Yesterday I got an interesting email about a new product – a Tomato Automator.  Briefly, this square, red plastic disk slips around the stem of a tomato plant to suppress weeds and pests.  Most intriguingly, we’re told that the color “triggers a natural plant protein that makes tomatoes mature faster and product more fruit.”

Given this is a red product, it’s likely that the protein referred to is phytochrome (literally, “plant pigment”).  Phytochrome activity is maddeningly complicated to explain, so we’re going to keep this simple and refer (somewhat inaccurately) to “active” and “inactive” forms of phytochrome.  The active form of phytochrome exists when red light is predominant and encourages leaf expansion, chlorophyll development, and other characteristic of plants growing in full sun.  In contrast, the inactive form of phytochrome occurs when red light is reduced, either at night (when there’s no light) or in shaded conditions, where far-red light is predominant.  (Far-red light occurs just outside our range of visual perception but is absorbed by phytochrome.)

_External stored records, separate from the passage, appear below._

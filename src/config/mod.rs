use once_cell::sync::Lazy;
use serde::{Deserialize, Serialize};
use std::env;

#[derive(Debug, Clone, Serialize, Deserialize)]
pub struct AppConfig {
    pub environment: Environment,
    pub database: DatabaseConfig,
    pub session: SessionConfig,
    pub otp: OtpConfig,
    pub approvers: ApproverConfig,
    pub mail: MailConfig,
}

#[derive(Debug, Clone, PartialEq, Eq, Serialize, Deserialize)]
pub enum Environment {
    Development,
    Staging,
    Production,
}

#[derive(Debug, Clone, Serialize, Deserialize)]
pub struct DatabaseConfig {
    pub max_connections: u32,
    pub connection_timeout_secs: u64,
}

#[derive(Debug, Clone, Serialize, Deserialize)]
pub struct SessionConfig {
    /// Absolute session lifetime; expiry = login time + this many hours.
    pub lifetime_hours: i64,
}

#[derive(Debug, Clone, Serialize, Deserialize)]
pub struct OtpConfig {
    /// Digit width of the one-time code. The reference deployment uses 4;
    /// widen via OTP_DIGITS for stronger codes.
    pub digits: u32,
    /// Pending registrations older than this are treated as absent at
    /// verification time and dropped.
    pub pending_ttl_minutes: i64,
}

/// Which roles receive approval OTPs. Business roles are always global;
/// IT roles may be restricted to the registrant's branch.
#[derive(Debug, Clone, Serialize, Deserialize)]
pub struct ApproverConfig {
    pub business_roles: Vec<String>,
    pub it_roles: Vec<String>,
    pub it_branch_restricted: bool,
}

#[derive(Debug, Clone, Serialize, Deserialize)]
pub struct MailConfig {
    pub smtp_host: String,
    pub smtp_port: u16,
    pub username: String,
    pub password: String,
    pub from_address: String,
}

impl AppConfig {
    pub fn from_env() -> Self {
        let environment = match env::var("APP_ENV").as_deref() {
            Ok("production") | Ok("prod") => Environment::Production,
            Ok("staging") | Ok("stage") => Environment::Staging,
            _ => Environment::Development,
        };

        // Environment defaults first, then specific env var overrides
        match environment {
            Environment::Production => Self::production(),
            Environment::Staging => Self::staging(),
            Environment::Development => Self::development(),
        }
        .with_env_overrides()
    }

    fn with_env_overrides(mut self) -> Self {
        // Database overrides
        if let Ok(v) = env::var("DATABASE_MAX_CONNECTIONS") {
            self.database.max_connections = v.parse().unwrap_or(self.database.max_connections);
        }
        if let Ok(v) = env::var("DATABASE_CONNECTION_TIMEOUT") {
            self.database.connection_timeout_secs =
                v.parse().unwrap_or(self.database.connection_timeout_secs);
        }

        // Session overrides
        if let Ok(v) = env::var("SESSION_LIFETIME_HOURS") {
            self.session.lifetime_hours = v.parse().unwrap_or(self.session.lifetime_hours);
        }

        // OTP overrides
        if let Ok(v) = env::var("OTP_DIGITS") {
            self.otp.digits = v.parse().unwrap_or(self.otp.digits);
        }
        if let Ok(v) = env::var("OTP_PENDING_TTL_MINUTES") {
            self.otp.pending_ttl_minutes = v.parse().unwrap_or(self.otp.pending_ttl_minutes);
        }

        // Approver role set overrides (comma separated role lists)
        if let Ok(v) = env::var("APPROVER_BUSINESS_ROLES") {
            self.approvers.business_roles = split_roles(&v);
        }
        if let Ok(v) = env::var("APPROVER_IT_ROLES") {
            self.approvers.it_roles = split_roles(&v);
        }
        if let Ok(v) = env::var("APPROVER_IT_BRANCH_RESTRICTED") {
            self.approvers.it_branch_restricted =
                v.parse().unwrap_or(self.approvers.it_branch_restricted);
        }

        // Mail overrides
        if let Ok(v) = env::var("SMTP_HOST") {
            self.mail.smtp_host = v;
        }
        if let Ok(v) = env::var("SMTP_PORT") {
            self.mail.smtp_port = v.parse().unwrap_or(self.mail.smtp_port);
        }
        if let Ok(v) = env::var("SMTP_USERNAME") {
            self.mail.username = v;
        }
        if let Ok(v) = env::var("SMTP_PASSWORD") {
            self.mail.password = v;
        }
        if let Ok(v) = env::var("SMTP_FROM") {
            self.mail.from_address = v;
        }

        self
    }

    fn development() -> Self {
        Self {
            environment: Environment::Development,
            database: DatabaseConfig {
                max_connections: 10,
                connection_timeout_secs: 30,
            },
            session: SessionConfig { lifetime_hours: 5 },
            otp: OtpConfig {
                digits: 4,
                pending_ttl_minutes: 15,
            },
            approvers: ApproverConfig {
                business_roles: roles(&["MD", "JMD", "GM", "AGM"]),
                it_roles: roles(&["IT HEAD"]),
                it_branch_restricted: true,
            },
            mail: MailConfig {
                smtp_host: "smtp.gmail.com".to_string(),
                smtp_port: 587,
                username: String::new(),
                password: String::new(),
                from_address: String::new(),
            },
        }
    }

    fn staging() -> Self {
        Self {
            environment: Environment::Staging,
            database: DatabaseConfig {
                max_connections: 20,
                connection_timeout_secs: 10,
            },
            otp: OtpConfig {
                digits: 6,
                pending_ttl_minutes: 15,
            },
            ..Self::development()
        }
    }

    fn production() -> Self {
        Self {
            environment: Environment::Production,
            database: DatabaseConfig {
                max_connections: 50,
                connection_timeout_secs: 5,
            },
            otp: OtpConfig {
                digits: 6,
                pending_ttl_minutes: 10,
            },
            ..Self::development()
        }
    }
}

fn roles(names: &[&str]) -> Vec<String> {
    names.iter().map(|s| s.to_string()).collect()
}

fn split_roles(value: &str) -> Vec<String> {
    value
        .split(',')
        .map(|s| s.trim().to_string())
        .filter(|s| !s.is_empty())
        .collect()
}

// Global singleton config - initialized once at startup
pub static CONFIG: Lazy<AppConfig> = Lazy::new(AppConfig::from_env);

// Convenience function for accessing config
pub fn config() -> &'static AppConfig {
    &CONFIG
}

From a practical standpoint, this means a plant can “tell” whether or not its light environment is limited: both red and blue light are absorbed by chlorophyll, so a low level of red light means poor photosynthetic conditions.  Under such conditions, “inactive” phytochrome causes many plants to become etiolated (have abnormally long stems) in an attempt to outgrow the shade before it starves from lack of carbohydrate production.  In addition, this photosynthetically-poor light environment can also increase fruit set by redirecting resources to seed production rather than foliage  – perhaps a plant’s last effort to reproduce before it dies.

OK, now onto the useful application of this information.  Several years ago researchers investigated that effect of different colored plastic mulches on tomato production.  Again, to keep this simple we’ll just focus on the effect of red mulches.  It’s pretty much agreed that red plastic mulch reflects both red and far-red light, increasing not only red light but paradoxically the relative levels of far-red light.  Theoretically, this shift would cause tomatoes to put more resources into fruit production, and indeed some studies found this to be the case.

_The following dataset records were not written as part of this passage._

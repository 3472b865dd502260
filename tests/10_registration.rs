mod common;

use anyhow::Result;
use axum::http::StatusCode;
use common::{registration_payload, TestApp};
use serde_json::json;

#[tokio::test]
async fn health_endpoint_responds() -> Result<()> {
    let app = TestApp::new();
    let (status, body) = app.get("/health").await?;
    assert_eq!(status, StatusCode::OK);
    assert_eq!(body["success"], true);
    Ok(())
}

#[tokio::test]
async fn full_approval_flow_mints_user_and_opens_session() -> Result<()> {
    let app = TestApp::new();
    app.seed_approver("MD", "South", "alice@x.com").await;

    // Submit: one approver on file, applicant supplied a mail address
    let mut payload = registration_payload("D1");
    payload["mail"] = json!("asha@x.com");
    let (status, body) = app.post("/register", payload.clone()).await?;
    assert_eq!(status, StatusCode::ACCEPTED);
    assert_eq!(body["data"]["status"], "pending");
    assert!(body["data"].get("warning").is_none());

    // Exactly one approver mail plus the applicant copy, same 4-digit code
    let sent = app.notifier.sent();
    assert_eq!(sent.len(), 2);
    assert_eq!(sent[0].to, "alice@x.com");
    assert_eq!(sent[1].to, "asha@x.com");
    assert_eq!(sent[0].code, sent[1].code);
    assert_eq!(sent[0].code.len(), 4);
    assert!(sent[0].code.chars().all(|c| c.is_ascii_digit()));
    let code = sent[0].code.clone();

    // The response never leaks the code
    assert!(!body.to_string().contains(&code));

    // Verify mints the expected prefixed id
    let (status, body) = app
        .post("/verify_otp", json!({ "otp": code, "registration_data": payload }))
        .await?;
    assert_eq!(status, StatusCode::CREATED);
    assert_eq!(body["data"]["user_id"], "jlmdno001");

    // The freshly minted identity can log in on the approved device
    let (status, body) = app
        .post("/api/auth/login", json!({ "user_id": "jlmdno001", "device_id": "D1" }))
        .await?;
    assert_eq!(status, StatusCode::OK);
    assert_eq!(body["data"]["user"]["name"], "Asha");
    let session_id = body["data"]["session"]["session_id"].clone();

    let (status, body) = app
        .post("/api/auth/session_check", json!({ "session_id": session_id }))
        .await?;
    assert_eq!(status, StatusCode::OK);
    assert_eq!(body["data"]["valid"], true);
    assert_eq!(body["data"]["user_id"], "jlmdno001");
    Ok(())
}

#[tokio::test]
async fn otp_is_single_use() -> Result<()> {
    let app = TestApp::new();
    app.seed_approver("GM", "South", "gm@x.com").await;

    let payload = registration_payload("D1");
    app.post("/register", payload.clone()).await?;
    let code = app.notifier.last_code().unwrap();

    let verify = json!({ "otp": code, "registration_data": payload });
    let (status, _) = app.post("/verify_otp", verify.clone()).await?;
    assert_eq!(status, StatusCode::CREATED);

    let (status, body) = app.post("/verify_otp", verify).await?;
    assert_eq!(status, StatusCode::UNAUTHORIZED);
    assert_eq!(body["code"], "UNAUTHORIZED");
    Ok(())
}

#[tokio::test]
async fn wrong_otp_is_rejected_but_retry_still_works() -> Result<()> {
    let app = TestApp::new();
    app.seed_approver("MD", "South", "alice@x.com").await;

    let payload = registration_payload("D1");
    app.post("/register", payload.clone()).await?;
    let code = app.notifier.last_code().unwrap();
    let wrong = if code == "0000" { "0001" } else { "0000" };

    let (status, _) = app
        .post("/verify_otp", json!({ "otp": wrong, "registration_data": payload.clone() }))
        .await?;
    assert_eq!(status, StatusCode::UNAUTHORIZED);

    // The pending entry survived the bad attempt
    let (status, body) = app
        .post("/verify_otp", json!({ "otp": code, "registration_data": payload }))
        .await?;
    assert_eq!(status, StatusCode::CREATED);
    assert_eq!(body["data"]["user_id"], "jlmdno001");
    Ok(())
}

#[tokio::test]
async fn no_approvers_yields_warning_and_no_mail() -> Result<()> {
    let app = TestApp::new();
    // Nothing seeded: no business approver and no IT approver in any branch

    let (status, body) = app.post("/register", registration_payload("D1")).await?;
    assert_eq!(status, StatusCode::ACCEPTED);
    assert_eq!(body["data"]["status"], "pending");
    assert_eq!(body["data"]["warning"], "no_approvers");
    assert!(app.notifier.sent().is_empty());
    Ok(())
}

#[tokio::test]
async fn missing_fields_are_rejected_before_any_side_effect() -> Result<()> {
    let app = TestApp::new();
    app.seed_approver("MD", "South", "alice@x.com").await;

    let mut payload = registration_payload("D1");
    payload["branch"] = json!("   ");
    let (status, body) = app.post("/register", payload).await?;
    assert_eq!(status, StatusCode::BAD_REQUEST);
    assert_eq!(body["code"], "VALIDATION_ERROR");
    assert_eq!(body["field"], "branch");
    assert!(app.notifier.sent().is_empty());
    Ok(())
}

#[tokio::test]
async fn sequence_numbers_advance_per_prefix() -> Result<()> {
    let app = TestApp::new();
    app.seed_approver("MD", "South", "alice@x.com").await;

    for (device, expected) in [("D1", "jlmdno001"), ("D2", "jlmdno002")] {
        let payload = registration_payload(device);
        app.post("/register", payload.clone()).await?;
        let code = app.notifier.last_code().unwrap();
        let (status, body) = app
            .post("/verify_otp", json!({ "otp": code, "registration_data": payload }))
            .await?;
        assert_eq!(status, StatusCode::CREATED);
        assert_eq!(body["data"]["user_id"], expected);
    }
    Ok(())
}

Unfortunately, the phenomenon is not consistent throughout repeated field studies.  Some of the other confounding factors are soil temperature (warmer temperature = more growth), insect and disease pressure (both decrease tomato production and are variably influenced by mulch color), and the fact that ethylene production (the plant growth regulator responsible for fruit ripening) is not controlled by phytochrome at all.

So are Tomato Automators worth the trouble?  Probably not, especially if you have many plants requiring many automators.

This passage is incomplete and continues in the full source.